◆ **Problem description**
On how many lines of the data below does the word "until" appear? Reply with the number only.

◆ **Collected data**
=== Section Start ===
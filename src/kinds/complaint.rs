use std::borrow::Cow;

use serde::{Deserialize, Serialize};
use time::OffsetDateTime;

use crate::errors::DeskError;
use crate::normalization;
use crate::record::{require, Kind, Span};

statuses! {
    /// Complaints are either open or resolved, and may be reopened.
    ComplaintStatus {
        Open => "Open",
        Resolved => "Resolved",
    }
}

/// A customer complaint about a wrongly registered IC number.
#[derive(Clone, Debug, PartialEq, Deserialize, Serialize)]
pub struct Complaint {
    /// The IC number on file.
    pub icno: String,

    /// The customer’s mobile number.
    pub mobile: String,

    /// The IC number the customer was wrongly charged under.
    pub wrong_icno: String,

    /// The customer’s name.
    #[serde(deserialize_with = "normalization::deserialize")]
    pub user_name: String,
}

impl Kind for Complaint {
    type Status = ComplaintStatus;

    const COLLECTION: &'static str = "complaints";
    const INITIAL_STATUS: ComplaintStatus = ComplaintStatus::Open;

    fn searchable(&self) -> Vec<Cow<'_, str>> {
        vec![
            Cow::Borrowed(self.icno.as_str()),
            Cow::Borrowed(self.mobile.as_str()),
            Cow::Borrowed(self.user_name.as_str()),
        ]
    }

    fn span(&self, created_at: OffsetDateTime) -> Span {
        Span::On(created_at.date())
    }

    fn validate(&self) -> Result<(), DeskError> {
        require("icno", &self.icno)?;
        require("mobile", &self.mobile)?;
        require("wrong_icno", &self.wrong_icno)?;
        require("user_name", &self.user_name)
    }
}
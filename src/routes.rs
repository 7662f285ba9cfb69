use std::sync::Arc;

use log::{error, Logger};
use warp::http::StatusCode;
use warp::reject;
use warp::reply::{json, with_status, Json, WithStatus};

use crate::errors::DeskError;

pub mod admin;
mod handlers;
mod query;
mod rejection;
mod response;

pub use internal::*;

/// The largest JSON body to accept.
const MAX_CONTENT_LENGTH: u64 = 64 * 1024;

pub async fn format_rejection(
    logger: Arc<Logger>,
    rej: reject::Rejection,
) -> Result<WithStatus<Json>, reject::Rejection> {
    if let Some(r) = rej.find::<rejection::Rejection>() {
        let e = &r.error;
        error!(logger, "Desk error"; "context" => ?r.context, "error" => ?r.error, "status" => %status_code_for(e), "message" => %r.error);
        let flattened = r.flatten();

        return Ok(with_status(json(&flattened), status_code_for(e)));
    }

    Err(rej)
}

fn status_code_for(e: &DeskError) -> StatusCode {
    use DeskError::*;

    match e {
        NotFound { .. } => StatusCode::NOT_FOUND,
        DuplicateId(..) => StatusCode::CONFLICT,
        MissingField(..) | IncompleteDateRange | InvalidDate { .. } => StatusCode::BAD_REQUEST,
        InvalidUrl { .. } | LockPoisoned => StatusCode::INTERNAL_SERVER_ERROR,
    }
}

mod internal {
    use warp::body::{content_length_limit, json};
    use warp::filters::BoxedFilter;
    use warp::path::end;
    use warp::reject::Rejection;
    use warp::{delete, get as g, path as p, path::param as par, post, put, query};
    use warp::{Filter, Reply};

    use super::{handlers, query as q, MAX_CONTENT_LENGTH};
    use crate::desk::Registered;
    use crate::environment::Environment;
    use crate::kinds::Sms;
    use crate::roster::NewTechnician;

    type Route = BoxedFilter<(Box<dyn Reply>,)>;

    macro_rules! route_filter {
    ($route_variable:ident; $first:expr) => (let $route_variable = $route_variable.and($first););
    ($route_variable:ident; $first:expr, $($rest:expr),+) => (
        let $route_variable = $route_variable.and($first);
        route_filter!($route_variable; $($rest),+);
    )
}

    macro_rules! route {
    ($name:ident<K> => $handler:ident, $route_variable:ident; $($filters:expr),+) => (
        pub fn $name<K: Registered>(environment: Environment) -> Route {
            let $route_variable = warp::any()
                .map(move || environment.clone())
                .and(p(K::COLLECTION));

            route_filter!($route_variable; $($filters),+);

            $route_variable.and_then(handlers::$handler::<K>)
                .boxed()
        }
    );
    ($name:ident => $handler:ident, $route_variable:ident; $prefix:expr; $($filters:expr),+) => (
        pub fn $name(environment: Environment) -> Route {
            let $route_variable = warp::any()
                .map(move || environment.clone())
                .and(p($prefix));

            route_filter!($route_variable; $($filters),+);

            $route_variable.and_then(handlers::$handler)
                .boxed()
        }
    );
}

    route!(make_list_route<K> => list, rt; end(), g(), query::<q::ListQuery<K::Status>>());
    route!(make_create_route<K> => create, rt; end(), post(), content_length_limit(MAX_CONTENT_LENGTH), json::<K>());
    route!(make_retrieve_route<K> => retrieve, rt; p("id"), par::<String>(), end(), g());
    route!(make_update_route<K> => update, rt; p("id"), par::<String>(), end(), put(), content_length_limit(MAX_CONTENT_LENGTH), json::<K>());
    route!(make_status_route<K> => update_status, rt; p("id"), par::<String>(), p("status"), end(), put(), content_length_limit(MAX_CONTENT_LENGTH), json::<q::StatusUpdate<K::Status>>());
    route!(make_delete_route<K> => delete, rt; p("id"), par::<String>(), end(), delete());

    route!(make_toggle_complaint_route => toggle_complaint, rt; "complaints"; p("id"), par::<String>(), p("toggle"), end(), post());
    route!(make_technicians_route => technicians, rt; "technicians"; end(), g(), query::<q::TechnicianQuery>());
    route!(make_add_technician_route => add_technician, rt; "technicians"; end(), post(), content_length_limit(MAX_CONTENT_LENGTH), json::<NewTechnician>());
    route!(make_technician_route => technician, rt; "technicians"; p("id"), par::<String>(), end(), g());
    route!(make_technician_report_route => technician_report, rt; "technicians"; p("id"), par::<String>(), p("report"), end(), g());
    route!(make_appointments_on_route => appointments_on, rt; "appointments"; p("on"), par::<String>(), end(), g());
    route!(make_available_technicians_route => available_technicians, rt; "technicians"; p("available"), par::<String>(), end(), g());
    route!(make_send_sms_route => send_sms, rt; "sms"; p("send"), end(), post(), content_length_limit(MAX_CONTENT_LENGTH), json::<Sms>());
    route!(make_summary_route => summary, rt; "summary"; end(), g());

    /// Every route for one kind of record.
    pub fn make_collection_routes<K: Registered>(environment: Environment) -> Route {
        make_list_route::<K>(environment.clone())
            .or(make_create_route::<K>(environment.clone()))
            .unify()
            .or(make_retrieve_route::<K>(environment.clone()))
            .unify()
            .or(make_update_route::<K>(environment.clone()))
            .unify()
            .or(make_status_route::<K>(environment.clone()))
            .unify()
            .or(make_delete_route::<K>(environment))
            .unify()
            .boxed()
    }

    /// The whole public API, with desk errors turned into JSON replies.
    pub fn make_api(
        environment: Environment,
    ) -> impl Filter<Extract = (impl Reply,), Error = Rejection> + Clone {
        use crate::kinds::{Appointment, Campaign, Complaint, Issue, Payment, Repair};

        let logger = environment.logger.clone();

        make_toggle_complaint_route(environment.clone())
            .or(make_available_technicians_route(environment.clone()))
            .unify()
            .or(make_technician_route(environment.clone()))
            .unify()
            .or(make_technician_report_route(environment.clone()))
            .unify()
            .or(make_appointments_on_route(environment.clone()))
            .unify()
            .or(make_technicians_route(environment.clone()))
            .unify()
            .or(make_add_technician_route(environment.clone()))
            .unify()
            .or(make_send_sms_route(environment.clone()))
            .unify()
            .or(make_summary_route(environment.clone()))
            .unify()
            .or(make_collection_routes::<Complaint>(environment.clone()))
            .unify()
            .or(make_collection_routes::<Issue>(environment.clone()))
            .unify()
            .or(make_collection_routes::<Repair>(environment.clone()))
            .unify()
            .or(make_collection_routes::<Campaign>(environment.clone()))
            .unify()
            .or(make_collection_routes::<Appointment>(environment.clone()))
            .unify()
            .or(make_collection_routes::<Payment>(environment.clone()))
            .unify()
            .or(make_collection_routes::<Sms>(environment))
            .unify()
            .recover(move |r| super::format_rejection(logger.clone(), r))
    }
}
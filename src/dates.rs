//! Calendar dates on the wire, written as `YYYY-MM-DD`.

use serde::{de, ser, Deserialize, Deserializer, Serializer};
use time::macros::format_description;
use time::Date;

/// Parses a `YYYY-MM-DD` date.
///
/// ```
/// use caredesk::dates::parse_date;
/// assert!(parse_date("2023-06-01").is_ok());
/// assert!(parse_date("01/06/2023").is_err());
/// ```
pub fn parse_date(text: &str) -> Result<Date, time::error::Parse> {
    Date::parse(text.trim(), format_description!("[year]-[month]-[day]"))
}

/// Formats a date as `YYYY-MM-DD`.
pub fn format_date(date: Date) -> Result<String, time::error::Format> {
    date.format(format_description!("[year]-[month]-[day]"))
}

pub fn serialize<S>(date: &Date, serializer: S) -> Result<S::Ok, S::Error>
where S: Serializer {
    let text = format_date(*date).map_err(ser::Error::custom)?;
    serializer.serialize_str(&text)
}

pub fn deserialize<'de, D>(deserializer: D) -> Result<Date, D::Error>
where D: Deserializer<'de> {
    let text = String::deserialize(deserializer)?;
    parse_date(&text).map_err(de::Error::custom)
}

/// The same as the parent module, for optional dates. Empty strings
/// count as absent, which is what an untouched date input submits.
pub mod option {
    use serde::{de, Deserialize, Deserializer, Serializer};
    use time::Date;

    pub fn serialize<S>(date: &Option<Date>, serializer: S) -> Result<S::Ok, S::Error>
    where S: Serializer {
        match date {
            Some(date) => super::serialize(date, serializer),
            None => serializer.serialize_none(),
        }
    }

    pub fn deserialize<'de, D>(deserializer: D) -> Result<Option<Date>, D::Error>
    where D: Deserializer<'de> {
        let text: Option<String> = Deserialize::deserialize(deserializer)?;

        match text {
            Some(text) if !text.trim().is_empty() => super::parse_date(&text)
                .map(Some)
                .map_err(de::Error::custom),
            _ => Ok(None),
        }
    }
}

#[cfg(test)]
mod tests {
    use serde::{Deserialize, Serialize};
    use time::macros::date;
    use time::Date;

    #[derive(Debug, Deserialize, PartialEq, Serialize)]
    struct Holder {
        #[serde(with = "crate::dates")]
        on: Date,

        #[serde(default, with = "crate::dates::option")]
        until: Option<Date>,
    }

    #[test]
    fn dates_use_iso_format() {
        let holder = Holder {
            on: date!(2023 - 06 - 01),
            until: None,
        };

        let json = serde_json::to_string(&holder).expect("serialize holder");
        assert_eq!(json, r#"{"on":"2023-06-01","until":null}"#);
    }

    #[test]
    fn blank_optional_dates_are_absent() {
        let holder: Holder =
            serde_json::from_str(r#"{"on":"2023-06-05","until":""}"#).expect("parse holder");

        assert_eq!(holder.on, date!(2023 - 06 - 05));
        assert_eq!(holder.until, None);
    }

    #[test]
    fn malformed_dates_are_rejected() {
        let result = serde_json::from_str::<Holder>(r#"{"on":"June 1st"}"#);

        assert!(result.is_err());
    }
}
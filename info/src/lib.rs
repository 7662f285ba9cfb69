pub const VERSION: &str = env!("CARGO_PKG_VERSION");

pub const REVISION: Option<&str> = option_env!("CAREDESK_REVISION");

pub const BUILD_TIMESTAMP: Option<&str> = option_env!("BUILD_TIMESTAMP");

/// The service name reported by the health check and in log records.
pub const SERVICE: &str = "caredesk";
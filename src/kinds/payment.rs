use std::borrow::Cow;

use serde::{Deserialize, Serialize};
use time::{Date, OffsetDateTime};

use crate::dates;
use crate::errors::DeskError;
use crate::record::{require, Kind, Span};

statuses! {
    PaymentStatus {
        Completed => "Completed",
        Pending => "Pending",
        Failed => "Failed",
    }
}

/// A subscription payment covering a billing period.
#[derive(Clone, Debug, PartialEq, Deserialize, Serialize)]
pub struct Payment {
    pub icno: String,

    pub mobile: String,

    /// The amount paid, in whole currency units.
    pub amount: u64,

    /// The day the payment was made.
    #[serde(with = "dates")]
    pub date: Date,

    #[serde(with = "dates")]
    pub period_start: Date,

    #[serde(with = "dates")]
    pub period_end: Date,
}

impl Kind for Payment {
    type Status = PaymentStatus;

    const COLLECTION: &'static str = "payments";
    const INITIAL_STATUS: PaymentStatus = PaymentStatus::Pending;

    fn searchable(&self) -> Vec<Cow<'_, str>> {
        vec![
            Cow::Borrowed(self.icno.as_str()),
            Cow::Borrowed(self.mobile.as_str()),
            Cow::Owned(self.amount.to_string()),
        ]
    }

    fn span(&self, _created_at: OffsetDateTime) -> Span {
        Span::On(self.date)
    }

    fn validate(&self) -> Result<(), DeskError> {
        require("icno", &self.icno)?;
        require("mobile", &self.mobile)
    }
}

#[cfg(test)]
mod tests {
    use time::macros::date;

    use super::Payment;
    use crate::record::Kind;

    #[test]
    fn amounts_are_searchable_as_text() {
        let payment: Payment = serde_json::from_str(
            r#"{"icno":"123456","mobile":"1234567890","amount":100,"date":"2023-01-01","period_start":"2023-01-01","period_end":"2023-01-31"}"#,
        )
        .expect("parse payment");

        assert_eq!(payment.period_end, date!(2023 - 01 - 31));

        let searchable = payment.searchable();
        assert!(searchable.iter().any(|field| field == "100"));
    }
}
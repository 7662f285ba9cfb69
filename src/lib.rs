#[macro_use]
mod macros;

pub mod collection;
pub mod config;
pub mod dates;
pub mod desk;
pub mod environment;
pub mod errors;
pub mod fixtures;
pub mod kinds;
pub mod normalization;
pub mod query;
pub mod record;
pub mod roster;
pub mod routes;
pub mod store;
pub mod urls;
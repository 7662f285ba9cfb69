use serde::{Deserialize, Deserializer};

/// Normalizes a name by stripping any whitespace and decomposing it
/// into Unicode Normalization Form D.
///
/// ```
/// use caredesk::normalization::normalize_name;
/// assert_eq!(normalize_name(" h\u{ef} "), "hi\u{308}");
/// ```
pub fn normalize_name(name: impl AsRef<str>) -> String {
    use unicode_normalization::UnicodeNormalization;

    name.as_ref().trim().nfd().to_string()
}

/// Folds text for case-insensitive comparison: decomposes it into NFD
/// and lower-cases it. Unlike [`normalize_name`] this keeps surrounding
/// whitespace, since a search for `" "` should still mean something.
///
/// ```
/// use caredesk::normalization::fold;
/// assert_eq!(fold("Alice JOHNSON"), "alice johnson");
/// ```
pub fn fold(text: impl AsRef<str>) -> String {
    use unicode_normalization::UnicodeNormalization;

    text.as_ref().nfd().collect::<String>().to_lowercase()
}

/// Deserializes a `String` after running it through `normalize_name`.
pub fn deserialize<'de, D>(deserializer: D) -> Result<String, D::Error>
where D: Deserializer<'de> {
    let s = String::deserialize(deserializer)?;
    Ok(normalize_name(s))
}
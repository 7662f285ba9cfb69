use serde::Deserialize;
use time::Date;

use crate::errors::DeskError;
use crate::query::{DateRange, Query};
use crate::record::Status;
use crate::roster::District;

/// The query string of a collection listing.
#[derive(Debug, Deserialize)]
#[serde(bound = "S: Status")]
pub struct ListQuery<S> {
    /// Text to search for.
    #[serde(default)]
    pub q: String,

    #[serde(default, with = "crate::dates::option")]
    pub from: Option<Date>,

    #[serde(default, with = "crate::dates::option")]
    pub to: Option<Date>,

    #[serde(default)]
    pub status: Option<S>,
}

impl<S: Status> ListQuery<S> {
    /// Checks that the date range is either complete or absent.
    pub fn into_query(self) -> Result<Query<S>, DeskError> {
        let date_range = match (self.from, self.to) {
            (Some(from), Some(to)) => Some(DateRange::new(from, to)),
            (None, None) => None,
            _ => return Err(DeskError::IncompleteDateRange),
        };

        let mut query = Query::all().with_text(self.q);

        if let Some(range) = date_range {
            query = query.with_date_range(range);
        }

        if let Some(status) = self.status {
            query = query.with_status(status);
        }

        Ok(query)
    }
}

#[derive(Debug, Deserialize)]
pub struct TechnicianQuery {
    #[serde(default)]
    pub district: Option<District>,
}

/// The body of a status change.
#[derive(Debug, Deserialize)]
#[serde(bound = "S: Status")]
pub struct StatusUpdate<S> {
    pub status: S,
}
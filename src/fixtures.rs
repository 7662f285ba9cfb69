//! The sample data the dashboard starts with.

use time::macros::{date, datetime};
use time::OffsetDateTime;

use crate::desk::{Desk, Registered};
use crate::errors::DeskError;
use crate::kinds::*;
use crate::record::{Record, RecordId};
use crate::roster::{Day, District, Technician};

/// Fills `desk` with the sample records. Fails if any of their IDs are
/// already taken.
pub fn seed(desk: &Desk) -> Result<(), DeskError> {
    seed_technicians(desk)?;

    put(desk, "1", ComplaintStatus::Open, datetime!(2023-06-01 0:00 UTC), Complaint {
        icno: "123456".to_owned(),
        mobile: "1234567890".to_owned(),
        wrong_icno: "654321".to_owned(),
        user_name: "John Doe".to_owned(),
    })?;
    put(desk, "2", ComplaintStatus::Resolved, datetime!(2023-06-05 0:00 UTC), Complaint {
        icno: "234567".to_owned(),
        mobile: "2345678901".to_owned(),
        wrong_icno: "765432".to_owned(),
        user_name: "Alice Johnson".to_owned(),
    })?;

    put(desk, "1", IssueStatus::Open, datetime!(2023-06-01 0:00 UTC), Issue {
        icno: "123456".to_owned(),
        mobile: "1234567890".to_owned(),
        user_name: "John Doe".to_owned(),
        technician_id: "1".into(),
        district: Some(District::North),
        description: String::new(),
    })?;
    put(desk, "2", IssueStatus::InProgress, datetime!(2023-06-05 0:00 UTC), Issue {
        icno: "234567".to_owned(),
        mobile: "2345678901".to_owned(),
        user_name: "Alice Johnson".to_owned(),
        technician_id: "2".into(),
        district: Some(District::South),
        description: String::new(),
    })?;

    put(desk, "1", RepairStatus::InProgress, datetime!(2023-06-01 0:00 UTC), Repair {
        icno: "123456".to_owned(),
        mobile: "1234567890".to_owned(),
        user_name: "John Doe".to_owned(),
        stb_model: "Model X".to_owned(),
        issue_description: "No signal".to_owned(),
    })?;
    put(desk, "2", RepairStatus::Pending, datetime!(2023-06-05 0:00 UTC), Repair {
        icno: "234567".to_owned(),
        mobile: "2345678901".to_owned(),
        user_name: "Alice Johnson".to_owned(),
        stb_model: "Model Y".to_owned(),
        issue_description: "Freezing screen".to_owned(),
    })?;

    seed_campaigns(desk)?;

    put(desk, "1", AppointmentStatus::Scheduled, datetime!(2023-06-10 9:00 UTC), Appointment {
        technician_id: "1".into(),
        scheduled_for: datetime!(2023-06-15 10:00 UTC),
        customer_name: "Alice Johnson".to_owned(),
        address: "123 Main St".to_owned(),
    })?;
    put(desk, "2", AppointmentStatus::InProgress, datetime!(2023-06-10 9:00 UTC), Appointment {
        technician_id: "2".into(),
        scheduled_for: datetime!(2023-06-16 14:00 UTC),
        customer_name: "Bob Williams".to_owned(),
        address: "456 Elm St".to_owned(),
    })?;

    seed_payments(desk)
}

fn seed_technicians(desk: &Desk) -> Result<(), DeskError> {
    let technicians = vec![
        ("1", "John Doe", District::North, vec![Day::Monday, Day::Wednesday, Day::Friday]),
        ("2", "Jane Smith", District::South, vec![Day::Tuesday, Day::Thursday, Day::Saturday]),
        ("3", "Bob Brown", District::East, vec![Day::Monday, Day::Thursday]),
    ];

    for (id, name, district, availability) in technicians {
        desk.insert_technician(Technician {
            id: id.into(),
            name: name.to_owned(),
            district,
            availability,
        })?;
    }

    Ok(())
}

fn seed_campaigns(desk: &Desk) -> Result<(), DeskError> {
    let campaign = |name: &str, sent_count, delivery_rate, start_date, end_date| Campaign {
        name: name.to_owned(),
        message: String::new(),
        sent_count,
        delivery_rate,
        start_date,
        end_date,
    };

    put(desk, "1", CampaignStatus::Active, datetime!(2023-05-25 0:00 UTC),
        campaign("Summer Sale", 5000, 98.5, date!(2023 - 06 - 01), date!(2023 - 06 - 30)))?;
    put(desk, "2", CampaignStatus::Scheduled, datetime!(2023-06-20 0:00 UTC),
        campaign("New Product Launch", 0, 0.0, date!(2023 - 07 - 01), date!(2023 - 07 - 15)))?;
    put(desk, "3", CampaignStatus::Completed, datetime!(2023-04-25 0:00 UTC),
        campaign("Customer Feedback", 10000, 99.1, date!(2023 - 05 - 01), date!(2023 - 05 - 31)))
}

fn seed_payments(desk: &Desk) -> Result<(), DeskError> {
    let payments = vec![
        ("1", "123456", "1234567890", 100, PaymentStatus::Completed, date!(2023 - 01 - 01), date!(2023 - 01 - 31)),
        ("2", "234567", "2345678901", 200, PaymentStatus::Pending, date!(2023 - 01 - 02), date!(2023 - 02 - 01)),
        ("3", "345678", "3456789012", 300, PaymentStatus::Failed, date!(2023 - 01 - 03), date!(2023 - 02 - 02)),
    ];

    for (id, icno, mobile, amount, status, date, period_end) in payments {
        let created_at = date.midnight().assume_utc();

        put(desk, id, status, created_at, Payment {
            icno: icno.to_owned(),
            mobile: mobile.to_owned(),
            amount,
            date,
            period_start: date,
            period_end,
        })?;
    }

    Ok(())
}

fn put<K: Registered>(
    desk: &Desk,
    id: &str,
    status: K::Status,
    created_at: OffsetDateTime,
    fields: K,
) -> Result<(), DeskError> {
    desk.insert(Record::new(RecordId::from(id), status, created_at, fields))
}
//! The kinds of record the desk keeps.

pub mod appointment;
pub mod campaign;
pub mod complaint;
pub mod issue;
pub mod payment;
pub mod repair;
pub mod sms;

pub use appointment::{Appointment, AppointmentStatus};
pub use campaign::{Campaign, CampaignStatus};
pub use complaint::{Complaint, ComplaintStatus};
pub use issue::{Issue, IssueStatus};
pub use payment::{Payment, PaymentStatus};
pub use repair::{Repair, RepairStatus};
pub use sms::{Sms, SmsStatus, Template};
use serde::Serialize;

#[derive(Debug, Serialize)]
#[serde(untagged)]
pub enum SuccessResponse<'a> {
    Healthz {
        revision: Option<&'a str>,
        timestamp: Option<&'a str>,
        version: &'a str,
    },
    Toggled {
        id: String,
        status: String,
    },
}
=== Section End ===
◆ **Response to this exercise**
5